L’invecchiamento del cervello si potrà prevenire? Secondo la scienza sì
Una nuova ricerca recentemente pubblicata su Nature Aging rivela che i livelli di alcune proteine nel sangue possono servire per calcolare con quale velocità sta invecchiando il nostro cervello, indipendentemente dall’età anagrafica.
Età biologica vs età cerebrale
L’avanzare dell’età non si manifesta solo con rughe e capelli bianchi, ma fa sentire i suoi effetti anche sugli organi interni, cervello incluso. Trattandosi di un organo complesso, spesso degenera con un ritmo che non coincide con quello degli altri tessuti del corpo e secondo meccanismi finora difficili da comprendere. Una nuova ricerca condotta da un team internazionale guidata da Wei-Shi Liu, neurologo dell’Università di Fudan a Shanghai offre una prospettiva innovativa in merito alla possibilità di predire quanto sta invecchiando il nostro cervello, indipendentemente dall’età cronologica misurando i livelli di alcune proteine nel sangue.
La ricerca in dettaglio
Utilizzando un modello di machine learning, i ricercatori hanno analizzato dati di imaging cerebrale di oltre 10.000 persone e li hanno confrontati con i livelli di 2.922 proteine nel sangue di quasi 5.000 partecipanti. In questo modo hanno identificato 13 proteine nel sangue che sembrano avere una correlazione con l’invecchiamento cerebrale. Alcune sono associate a un invecchiamento cerebrale accelerato, mentre altre sembrano rallentarlo. Tra queste ultime rientra la proteina brevican (BCAN), coinvolta nell’apprendimento e nella memoria: più alti sono i livelli di BCAN più lento è l’invecchiamento cerebrale e viceversa.
Le tre “fasi” del cervello
Lo studio ha anche rivelato che i livelli di alcune proteine cambiano significativamente in tre momenti chiave della vita: a 57, 70 e 78 anni. Le prime a ridursi sono le proteine associate al metabolismo e alla salute mentale; le secondo sono quelle che influenzano la funzione delle cellule cerebrali (spesso associate a malattie come la demenza) e le ultime a subire variazioni sono quelle coinvolte nell’immunità e nell’infiammazione.

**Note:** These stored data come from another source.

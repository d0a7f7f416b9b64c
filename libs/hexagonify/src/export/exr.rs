//! OpenEXR float image output.

use std::path::{Path, PathBuf};

use config::constants::output_file_name;
use image::{ImageFormat, Rgba32FImage};
use log::info;

use super::TextureSink;
use crate::error::ExportError;
use crate::texture::CellTexture;

/// Writes textures as `<mesh name><suffix>` OpenEXR files into a directory.
///
/// # Example
///
/// ```rust,ignore
/// let sink = ExrDirectorySink::new("assets", soup.name());
/// let path = sink.store(&output.hex_pos)?; // assets/<name>_HexPositions.exr
/// ```
#[derive(Debug, Clone)]
pub struct ExrDirectorySink {
    directory: PathBuf,
    mesh_name: String,
}

impl ExrDirectorySink {
    pub fn new(directory: impl Into<PathBuf>, mesh_name: impl Into<String>) -> Self {
        Self {
            directory: directory.into(),
            mesh_name: mesh_name.into(),
        }
    }

    /// Path the texture of this kind is written to.
    pub fn path_for(&self, texture: &CellTexture) -> PathBuf {
        self.directory
            .join(output_file_name(&self.mesh_name, texture.kind().file_suffix()))
    }

    pub fn directory(&self) -> &Path {
        &self.directory
    }
}

impl TextureSink for ExrDirectorySink {
    fn store(&self, texture: &CellTexture) -> Result<PathBuf, ExportError> {
        if !self.directory.is_dir() {
            return Err(ExportError::MissingDirectory(self.directory.clone()));
        }

        let path = self.path_for(texture);
        to_image(texture)?.save_with_format(&path, ImageFormat::OpenExr)?;

        info!("Saved texture to: {}", path.display());
        Ok(path)
    }
}

/// Converts a packed texture into an RGBA float image buffer.
pub fn to_image(texture: &CellTexture) -> Result<Rgba32FImage, ExportError> {
    Rgba32FImage::from_raw(texture.width(), texture.height(), texture.to_rgba_f32()).ok_or(
        ExportError::TextureSize {
            texels: texture.texels().len(),
            width: texture.width(),
        },
    )
}

#[cfg(test)]
mod tests {
    use super::*;
    use crate::texture::TextureKind;
    use glam::Vec3;

    fn sample_texture(kind: TextureKind) -> CellTexture {
        let slots = [
            Vec3::ZERO,
            Vec3::new(1.5, -2.0, 0.25),
            Vec3::new(4.0, 5.0, 6.0),
            Vec3::new(-7.0, 8.0, 9.5),
        ];
        CellTexture::pack(kind, &slots)
    }

    #[test]
    fn test_to_image_dimensions() {
        let image = to_image(&sample_texture(TextureKind::Positions)).unwrap();
        assert_eq!(image.dimensions(), (2, 2));
        assert_eq!(image.get_pixel(1, 0).0, [4.0, 5.0, 6.0, 1.0]);
        assert_eq!(image.get_pixel(1, 1).0, [0.0; 4]);
    }

    #[test]
    fn test_store_writes_named_exr() {
        let dir = tempfile::tempdir().unwrap();
        let sink = ExrDirectorySink::new(dir.path(), "terrain");
        let texture = sample_texture(TextureKind::Positions);

        let path = sink.store(&texture).unwrap();
        assert_eq!(path, dir.path().join("terrain_HexPositions.exr"));

        let decoded = image::open(&path).unwrap().to_rgba32f();
        assert_eq!(decoded.dimensions(), (2, 2));
        assert_eq!(decoded.get_pixel(0, 0).0, [1.5, -2.0, 0.25, 1.0]);
        assert_eq!(decoded.get_pixel(0, 1).0, [-7.0, 8.0, 9.5, 1.0]);
    }

    #[test]
    fn test_store_normals_suffix() {
        let dir = tempfile::tempdir().unwrap();
        let sink = ExrDirectorySink::new(dir.path(), "terrain");
        let path = sink.store(&sample_texture(TextureKind::Normals)).unwrap();
        assert!(path.ends_with("terrain_HexNormals.exr"));
        assert!(path.is_file());
    }

    #[test]
    fn test_store_into_missing_directory_fails() {
        let dir = tempfile::tempdir().unwrap();
        let sink = ExrDirectorySink::new(dir.path().join("absent"), "terrain");
        let err = sink
            .store(&sample_texture(TextureKind::Positions))
            .unwrap_err();
        assert!(matches!(err, ExportError::MissingDirectory(_)));
    }
}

Verso nuovi orizzonti di prevenzione
I risultati della ricerca, pubblicati sulla rivista Nature Aging, potrebbero portare a nuove strategie per la diagnosi e la prevenzione delle malattie neurodegenerative, grazie all’introduzione di nuovi test diagnostici di routine per monitorare l’età biologica del cervello. In sostanza, così come oggi possiamo monitorare la nostra salute cardiometabolica controllando il colesterolo o i marcatori di infiammazione, in futuro potrebbe essere possibile utilizzare queste proteine come biomarcatori per valutare l’età biologica del cervello. Con in più la possibilità di progettare interventi personalizzati in base all’età tenendo conto delle naturali variazioni dei livelli di proteine che avvengono nel corso della vita dell’individuo.
Un approccio reattivo e proattivo alla demenza
La scoperta degli studiosi di Shanghai – se confermata da ulteriori ricerche- potrebbe portare a una svolta fondamentale nel modo di affrontare l’invecchiamento cerebrale e le malattie neurodegenerative, passando da un approccio reattivo a uno proattivo. Invece della diagnosi alla prevenzione e all’identificazione tempestiva di una predisposizione, in base alla quale mettere in atto immediatamente le strategie per rallentare il declino cognitivo.